Just like that, George Webber’s fortunes turned. Today he is the face of the Buena Vista brand. In duster and top hat, he strolls the winery grounds. He travels the country as Count Haraszthy, delivering his well-rehearsed rap to distributors and buyers. He walks into shops wearing Victorian couture, buttonholes the buyer and holds court. Do the shopkeepers like it? “They eat it up,” Webber says. Sure it’s fun to play dress-up, but Webber cares that it’s right. If acting is his love, history is his muse, and it’s important that he represent it with accuracy. “What sets me apart is, I’m a very impressive person,” he explains. “I’m an expert in California history, ask anyone. I’ve been wearing period clothing in public for 10 years now. If I’m not in period clothing, I feel weird.”  The man in the heavy dark suit leans back and considers, and one senses that perhaps it’s not Webber’s own reel that is running, but the count’s. Spending so much time immersed in the peculiarities of others can make a man lose hold of himself.

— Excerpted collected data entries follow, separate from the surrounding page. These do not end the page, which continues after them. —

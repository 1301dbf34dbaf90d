use crate::error::IngestError;
use crate::models::Document;
use std::collections::BTreeMap;
use std::path::{Path, PathBuf};
use tokio::sync::Mutex;

/// Persistent status, checkpoint and error log for every ingested document,
/// kept in one JSON file that is replaced atomically on each save.
pub struct DocumentRegistry {
    path: Option<PathBuf>,
    documents: Mutex<BTreeMap<String, Document>>,
}

impl DocumentRegistry {
    pub fn in_memory() -> Self {
        Self {
            path: None,
            documents: Mutex::new(BTreeMap::new()),
        }
    }

    pub fn open(path: &Path) -> Result<Self, IngestError> {
        if let Some(parent) = path.parent() {
            std::fs::create_dir_all(parent)?;
        }

        let documents = if path.exists() {
            let content = std::fs::read_to_string(path)?;
            let listed: Vec<Document> = serde_json::from_str(&content)?;
            listed
                .into_iter()
                .map(|document| (document.document_id.clone(), document))
                .collect()
        } else {
            BTreeMap::new()
        };

        Ok(Self {
            path: Some(path.to_path_buf()),
            documents: Mutex::new(documents),
        })
    }

    pub async fn get(&self, document_id: &str) -> Option<Document> {
        self.documents.lock().await.get(document_id).cloned()
    }

    pub async fn list(&self) -> Vec<Document> {
        self.documents.lock().await.values().cloned().collect()
    }

    /// Inserts or replaces `document` and persists the registry. On a failed
    /// save the in-memory entry is rolled back.
    pub async fn put(&self, mut document: Document) -> Result<(), IngestError> {
        document.updated_at = chrono::Utc::now();
        let mut documents = self.documents.lock().await;
        let previous = documents.insert(document.document_id.clone(), document.clone());

        if let Err(error) = self.save(&documents).await {
            match previous {
                Some(previous) => documents.insert(document.document_id.clone(), previous),
                None => documents.remove(&document.document_id),
            };
            return Err(error);
        }
        Ok(())
    }

    pub async fn remove(&self, document_id: &str) -> Result<Option<Document>, IngestError> {
        let mut documents = self.documents.lock().await;
        let Some(removed) = documents.remove(document_id) else {
            return Ok(None);
        };

        if let Err(error) = self.save(&documents).await {
            documents.insert(document_id.to_string(), removed);
            return Err(error);
        }
        Ok(Some(removed))
    }

    async fn save(&self, documents: &BTreeMap<String, Document>) -> Result<(), IngestError> {
        let Some(path) = &self.path else {
            return Ok(());
        };

        let listed: Vec<&Document> = documents.values().collect();
        let content = serde_json::to_vec_pretty(&listed)?;
        let temp = path.with_extension("json.tmp");
        tokio::fs::write(&temp, content).await?;
        tokio::fs::rename(&temp, path).await?;
        Ok(())
    }
}

#[cfg(test)]
mod tests {
    use super::*;
    use crate::models::DocumentStatus;
    use tempfile::tempdir;

    #[tokio::test]
    async fn documents_round_trip_through_disk() -> Result<(), Box<dyn std::error::Error>> {
        let dir = tempdir()?;
        let path = dir.path().join("documents.json");

        let registry = DocumentRegistry::open(&path)?;
        let mut document = Document::new("doc-1", "kobun.pdf", "/books/kobun.pdf");
        document.status = DocumentStatus::Partial;
        document.checkpoint = Some(7);
        registry.put(document).await?;

        let reopened = DocumentRegistry::open(&path)?;
        let loaded = reopened.get("doc-1").await.ok_or("document missing")?;
        assert_eq!(loaded.status, DocumentStatus::Partial);
        assert_eq!(loaded.checkpoint, Some(7));
        assert!(!dir.path().join("documents.json.tmp").exists());
        Ok(())
    }

    #[tokio::test]
    async fn remove_reports_missing_documents() -> Result<(), Box<dyn std::error::Error>> {
        let registry = DocumentRegistry::in_memory();
        registry.put(Document::new("doc-1", "a.pdf", "a.pdf")).await?;

        assert!(registry.remove("doc-1").await?.is_some());
        assert!(registry.remove("doc-1").await?.is_none());
        assert!(registry.list().await.is_empty());
        Ok(())
    }
}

“I’m very passionate about hospitality. You can have a meaningful experience with people from elsewhere. You can be a helpful person, you can make their life better. You can make your life better too. I’ve had a lot of fun talking to people. Some people think I am difficult,” he admits. “But I’m only difficult to get along with if you’re stupid.” And—poof!—ambiguity about who he is channeling dissipates like smoke. That’s George Webber for sure: He is not a modest man.

Count Webber at home in the newly renovated Buena Vista cellars, casting a long shadow over time.